(Beginning of Data provided)
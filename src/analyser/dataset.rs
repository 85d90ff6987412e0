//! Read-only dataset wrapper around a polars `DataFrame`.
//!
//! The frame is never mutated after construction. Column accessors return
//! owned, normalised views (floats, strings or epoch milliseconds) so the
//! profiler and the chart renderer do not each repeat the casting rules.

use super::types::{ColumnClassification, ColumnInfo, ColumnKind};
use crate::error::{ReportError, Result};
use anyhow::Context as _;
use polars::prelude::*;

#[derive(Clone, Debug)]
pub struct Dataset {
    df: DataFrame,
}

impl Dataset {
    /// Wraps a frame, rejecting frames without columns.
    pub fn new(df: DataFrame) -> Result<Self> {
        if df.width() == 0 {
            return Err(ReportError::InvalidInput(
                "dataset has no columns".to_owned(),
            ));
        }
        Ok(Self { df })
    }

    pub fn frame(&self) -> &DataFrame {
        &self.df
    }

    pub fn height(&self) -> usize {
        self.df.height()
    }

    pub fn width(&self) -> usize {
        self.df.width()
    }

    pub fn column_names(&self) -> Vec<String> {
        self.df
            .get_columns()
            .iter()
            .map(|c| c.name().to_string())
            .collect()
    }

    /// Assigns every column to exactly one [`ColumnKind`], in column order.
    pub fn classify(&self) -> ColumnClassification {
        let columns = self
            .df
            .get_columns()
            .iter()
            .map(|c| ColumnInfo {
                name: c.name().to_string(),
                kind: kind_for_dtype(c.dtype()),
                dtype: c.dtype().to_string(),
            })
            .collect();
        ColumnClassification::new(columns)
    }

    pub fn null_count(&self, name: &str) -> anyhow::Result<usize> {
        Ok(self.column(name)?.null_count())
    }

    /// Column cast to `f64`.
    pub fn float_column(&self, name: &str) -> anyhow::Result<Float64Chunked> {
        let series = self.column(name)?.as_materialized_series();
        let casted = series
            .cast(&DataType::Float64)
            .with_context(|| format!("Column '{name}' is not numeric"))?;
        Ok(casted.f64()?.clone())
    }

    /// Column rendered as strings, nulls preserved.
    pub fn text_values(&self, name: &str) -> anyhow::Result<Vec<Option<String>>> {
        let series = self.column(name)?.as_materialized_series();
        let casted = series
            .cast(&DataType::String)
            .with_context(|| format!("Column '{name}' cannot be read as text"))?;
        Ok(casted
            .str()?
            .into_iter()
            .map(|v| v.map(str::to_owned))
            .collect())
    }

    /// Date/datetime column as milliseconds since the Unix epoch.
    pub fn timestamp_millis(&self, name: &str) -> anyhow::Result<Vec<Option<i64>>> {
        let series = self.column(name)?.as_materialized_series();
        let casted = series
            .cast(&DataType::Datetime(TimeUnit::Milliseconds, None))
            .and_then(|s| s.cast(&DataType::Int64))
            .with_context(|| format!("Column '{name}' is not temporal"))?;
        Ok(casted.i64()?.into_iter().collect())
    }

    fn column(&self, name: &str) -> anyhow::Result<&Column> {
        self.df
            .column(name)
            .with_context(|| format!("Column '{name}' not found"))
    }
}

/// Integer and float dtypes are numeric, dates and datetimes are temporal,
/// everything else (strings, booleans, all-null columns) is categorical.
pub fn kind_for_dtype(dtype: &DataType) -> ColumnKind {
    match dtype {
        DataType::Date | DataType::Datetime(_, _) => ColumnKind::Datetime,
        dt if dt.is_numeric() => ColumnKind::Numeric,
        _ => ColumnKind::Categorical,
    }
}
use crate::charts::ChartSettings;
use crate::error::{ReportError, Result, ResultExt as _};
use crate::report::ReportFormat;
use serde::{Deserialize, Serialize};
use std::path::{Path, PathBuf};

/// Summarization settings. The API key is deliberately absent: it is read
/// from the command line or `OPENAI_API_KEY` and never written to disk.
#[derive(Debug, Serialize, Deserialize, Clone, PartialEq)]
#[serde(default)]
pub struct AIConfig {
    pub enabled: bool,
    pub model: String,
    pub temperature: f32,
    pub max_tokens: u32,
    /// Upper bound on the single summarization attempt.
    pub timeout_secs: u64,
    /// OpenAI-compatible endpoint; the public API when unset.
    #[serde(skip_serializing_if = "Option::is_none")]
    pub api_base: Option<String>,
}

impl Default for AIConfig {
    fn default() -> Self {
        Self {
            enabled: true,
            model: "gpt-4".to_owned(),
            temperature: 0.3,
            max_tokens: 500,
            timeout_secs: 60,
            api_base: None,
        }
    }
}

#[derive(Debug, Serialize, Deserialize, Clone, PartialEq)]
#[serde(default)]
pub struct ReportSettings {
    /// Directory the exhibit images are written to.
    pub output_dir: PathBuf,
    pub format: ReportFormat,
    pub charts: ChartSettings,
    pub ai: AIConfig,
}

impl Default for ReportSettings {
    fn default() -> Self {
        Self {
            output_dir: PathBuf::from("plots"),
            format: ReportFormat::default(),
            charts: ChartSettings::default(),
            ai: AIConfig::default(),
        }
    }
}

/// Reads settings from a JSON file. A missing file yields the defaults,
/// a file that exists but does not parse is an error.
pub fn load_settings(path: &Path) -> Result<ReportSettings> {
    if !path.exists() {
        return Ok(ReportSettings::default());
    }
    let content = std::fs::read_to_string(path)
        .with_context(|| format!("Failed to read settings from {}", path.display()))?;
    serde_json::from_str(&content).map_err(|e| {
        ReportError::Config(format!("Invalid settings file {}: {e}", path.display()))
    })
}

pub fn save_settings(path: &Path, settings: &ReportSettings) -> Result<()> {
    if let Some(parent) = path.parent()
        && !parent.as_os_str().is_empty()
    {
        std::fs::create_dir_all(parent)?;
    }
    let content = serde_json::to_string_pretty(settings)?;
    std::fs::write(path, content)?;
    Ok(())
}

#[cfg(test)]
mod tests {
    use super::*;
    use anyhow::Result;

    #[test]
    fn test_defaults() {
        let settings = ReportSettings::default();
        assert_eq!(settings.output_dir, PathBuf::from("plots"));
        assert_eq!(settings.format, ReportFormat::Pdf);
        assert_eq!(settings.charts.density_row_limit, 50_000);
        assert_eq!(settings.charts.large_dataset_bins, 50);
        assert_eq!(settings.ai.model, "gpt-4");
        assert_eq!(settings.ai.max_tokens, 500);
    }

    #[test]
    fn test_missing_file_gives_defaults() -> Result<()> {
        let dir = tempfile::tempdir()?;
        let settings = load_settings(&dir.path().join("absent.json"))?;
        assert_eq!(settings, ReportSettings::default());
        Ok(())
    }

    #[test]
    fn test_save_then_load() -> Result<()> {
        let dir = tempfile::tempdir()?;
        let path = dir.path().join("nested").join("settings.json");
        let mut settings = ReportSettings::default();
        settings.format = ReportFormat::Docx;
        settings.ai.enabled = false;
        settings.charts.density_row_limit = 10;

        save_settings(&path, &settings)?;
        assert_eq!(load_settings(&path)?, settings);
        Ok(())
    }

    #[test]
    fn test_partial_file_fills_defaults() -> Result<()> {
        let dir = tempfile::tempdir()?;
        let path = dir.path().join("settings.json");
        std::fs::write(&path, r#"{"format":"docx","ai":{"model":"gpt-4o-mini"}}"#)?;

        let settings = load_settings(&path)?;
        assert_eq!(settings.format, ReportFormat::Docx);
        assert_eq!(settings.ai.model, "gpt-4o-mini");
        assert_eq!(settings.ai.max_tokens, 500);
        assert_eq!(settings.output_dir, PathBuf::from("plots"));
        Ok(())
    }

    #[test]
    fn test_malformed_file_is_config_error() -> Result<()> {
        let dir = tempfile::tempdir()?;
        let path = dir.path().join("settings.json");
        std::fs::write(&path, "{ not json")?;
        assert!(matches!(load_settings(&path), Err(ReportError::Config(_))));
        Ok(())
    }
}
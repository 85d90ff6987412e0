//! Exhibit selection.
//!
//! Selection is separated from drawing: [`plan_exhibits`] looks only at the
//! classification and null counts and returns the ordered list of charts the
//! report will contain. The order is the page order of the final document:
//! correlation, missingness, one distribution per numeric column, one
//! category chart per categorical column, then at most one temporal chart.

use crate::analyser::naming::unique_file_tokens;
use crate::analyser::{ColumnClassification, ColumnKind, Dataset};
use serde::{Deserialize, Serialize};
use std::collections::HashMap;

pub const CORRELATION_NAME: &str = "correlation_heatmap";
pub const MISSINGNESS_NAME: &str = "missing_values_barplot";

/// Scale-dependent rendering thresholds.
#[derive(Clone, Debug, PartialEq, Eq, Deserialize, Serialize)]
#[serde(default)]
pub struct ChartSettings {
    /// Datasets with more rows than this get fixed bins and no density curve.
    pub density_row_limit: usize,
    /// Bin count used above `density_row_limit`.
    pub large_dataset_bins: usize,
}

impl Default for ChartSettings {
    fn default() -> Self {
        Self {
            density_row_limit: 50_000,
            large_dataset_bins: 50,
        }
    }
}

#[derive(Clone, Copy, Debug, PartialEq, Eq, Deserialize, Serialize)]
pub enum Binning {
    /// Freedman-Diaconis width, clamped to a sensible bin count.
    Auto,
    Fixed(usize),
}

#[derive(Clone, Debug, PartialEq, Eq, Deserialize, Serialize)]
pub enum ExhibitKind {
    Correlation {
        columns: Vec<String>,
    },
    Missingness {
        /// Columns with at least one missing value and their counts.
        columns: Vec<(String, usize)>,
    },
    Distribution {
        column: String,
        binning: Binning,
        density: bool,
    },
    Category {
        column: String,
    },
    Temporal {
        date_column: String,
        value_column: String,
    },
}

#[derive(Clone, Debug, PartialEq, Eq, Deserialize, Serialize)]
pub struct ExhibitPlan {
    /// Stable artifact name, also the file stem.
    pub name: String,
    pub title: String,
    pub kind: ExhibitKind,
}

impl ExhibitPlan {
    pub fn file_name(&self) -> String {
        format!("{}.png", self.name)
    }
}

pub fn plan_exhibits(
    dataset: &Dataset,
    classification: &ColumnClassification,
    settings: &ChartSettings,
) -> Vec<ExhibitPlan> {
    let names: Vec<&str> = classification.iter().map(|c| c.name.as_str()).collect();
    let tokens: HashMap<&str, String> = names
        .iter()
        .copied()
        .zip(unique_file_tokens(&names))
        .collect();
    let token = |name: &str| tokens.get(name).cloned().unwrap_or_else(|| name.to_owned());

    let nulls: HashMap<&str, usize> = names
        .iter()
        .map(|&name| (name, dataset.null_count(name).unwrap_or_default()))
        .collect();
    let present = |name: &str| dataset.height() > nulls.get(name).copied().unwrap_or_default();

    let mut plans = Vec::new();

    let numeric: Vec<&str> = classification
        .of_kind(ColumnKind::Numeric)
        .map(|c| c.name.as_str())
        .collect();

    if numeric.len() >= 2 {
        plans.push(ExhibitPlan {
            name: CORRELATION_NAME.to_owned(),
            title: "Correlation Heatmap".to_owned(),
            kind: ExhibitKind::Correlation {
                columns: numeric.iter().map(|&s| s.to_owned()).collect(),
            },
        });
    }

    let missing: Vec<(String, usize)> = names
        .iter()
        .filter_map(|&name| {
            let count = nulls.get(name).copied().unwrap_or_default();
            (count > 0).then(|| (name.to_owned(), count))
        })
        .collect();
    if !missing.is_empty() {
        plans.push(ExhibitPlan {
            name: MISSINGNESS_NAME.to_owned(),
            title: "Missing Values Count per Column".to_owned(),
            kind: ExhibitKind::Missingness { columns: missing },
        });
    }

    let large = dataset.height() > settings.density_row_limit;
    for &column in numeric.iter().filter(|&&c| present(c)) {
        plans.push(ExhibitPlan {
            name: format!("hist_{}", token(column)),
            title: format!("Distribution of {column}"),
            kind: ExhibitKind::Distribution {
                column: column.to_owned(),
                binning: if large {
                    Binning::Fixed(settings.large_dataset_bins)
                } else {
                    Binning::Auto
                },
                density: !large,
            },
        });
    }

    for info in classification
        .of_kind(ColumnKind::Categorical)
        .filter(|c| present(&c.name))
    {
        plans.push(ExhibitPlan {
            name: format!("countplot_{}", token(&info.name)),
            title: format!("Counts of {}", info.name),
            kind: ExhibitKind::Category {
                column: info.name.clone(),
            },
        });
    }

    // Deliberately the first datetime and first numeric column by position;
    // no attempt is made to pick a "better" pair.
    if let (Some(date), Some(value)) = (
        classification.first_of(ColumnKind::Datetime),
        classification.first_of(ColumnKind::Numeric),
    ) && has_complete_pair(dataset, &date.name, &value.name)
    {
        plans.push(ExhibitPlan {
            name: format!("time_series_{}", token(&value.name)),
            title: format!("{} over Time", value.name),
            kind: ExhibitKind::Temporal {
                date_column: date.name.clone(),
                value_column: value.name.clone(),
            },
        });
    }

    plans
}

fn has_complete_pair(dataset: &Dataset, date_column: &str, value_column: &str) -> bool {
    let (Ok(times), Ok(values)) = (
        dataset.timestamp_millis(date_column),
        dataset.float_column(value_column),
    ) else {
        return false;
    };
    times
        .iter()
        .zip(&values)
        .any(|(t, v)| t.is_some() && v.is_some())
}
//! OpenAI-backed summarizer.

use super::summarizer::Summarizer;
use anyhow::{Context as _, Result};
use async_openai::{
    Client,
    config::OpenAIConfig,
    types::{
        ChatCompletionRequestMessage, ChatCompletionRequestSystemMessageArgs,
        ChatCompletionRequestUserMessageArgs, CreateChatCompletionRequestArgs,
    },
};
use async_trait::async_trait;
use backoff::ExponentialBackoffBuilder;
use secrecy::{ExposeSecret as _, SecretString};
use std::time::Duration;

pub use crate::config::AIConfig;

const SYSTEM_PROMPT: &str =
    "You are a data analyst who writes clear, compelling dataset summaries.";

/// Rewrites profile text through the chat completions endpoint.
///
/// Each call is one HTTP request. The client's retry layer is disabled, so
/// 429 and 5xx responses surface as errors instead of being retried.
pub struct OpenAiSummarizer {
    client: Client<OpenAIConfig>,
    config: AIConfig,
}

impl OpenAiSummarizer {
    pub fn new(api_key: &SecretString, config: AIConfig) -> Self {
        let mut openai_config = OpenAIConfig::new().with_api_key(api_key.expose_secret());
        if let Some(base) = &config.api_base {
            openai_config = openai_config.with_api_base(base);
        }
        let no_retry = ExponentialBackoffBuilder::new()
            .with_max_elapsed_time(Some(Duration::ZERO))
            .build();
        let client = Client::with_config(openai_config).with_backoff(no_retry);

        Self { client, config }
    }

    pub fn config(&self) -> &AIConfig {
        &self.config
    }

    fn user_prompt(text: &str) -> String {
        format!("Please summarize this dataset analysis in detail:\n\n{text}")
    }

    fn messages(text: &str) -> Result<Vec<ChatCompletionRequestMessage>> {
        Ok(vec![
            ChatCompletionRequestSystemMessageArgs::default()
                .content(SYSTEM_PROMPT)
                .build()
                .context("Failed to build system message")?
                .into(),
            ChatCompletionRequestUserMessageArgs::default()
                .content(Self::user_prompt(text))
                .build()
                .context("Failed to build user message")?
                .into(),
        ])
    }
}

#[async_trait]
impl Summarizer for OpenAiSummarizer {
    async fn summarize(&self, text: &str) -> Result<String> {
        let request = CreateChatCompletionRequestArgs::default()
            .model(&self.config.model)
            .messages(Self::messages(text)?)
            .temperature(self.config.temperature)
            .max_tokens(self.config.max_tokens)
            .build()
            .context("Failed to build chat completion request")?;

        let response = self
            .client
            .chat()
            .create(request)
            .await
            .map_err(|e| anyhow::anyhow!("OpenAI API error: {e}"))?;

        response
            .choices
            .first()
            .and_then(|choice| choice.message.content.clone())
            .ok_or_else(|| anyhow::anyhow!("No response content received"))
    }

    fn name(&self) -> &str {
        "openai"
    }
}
(End of Data provided)
• **Problem statement**
Each line that contains "CreateChatCompletionRequestArgs" is to be copied from the listing above.

• **Answer below**
        ChatCompletionRequestUserMessageArgs, CreateChatCompletionRequestArgs,
        let request = CreateChatCompletionRequestArgs::default()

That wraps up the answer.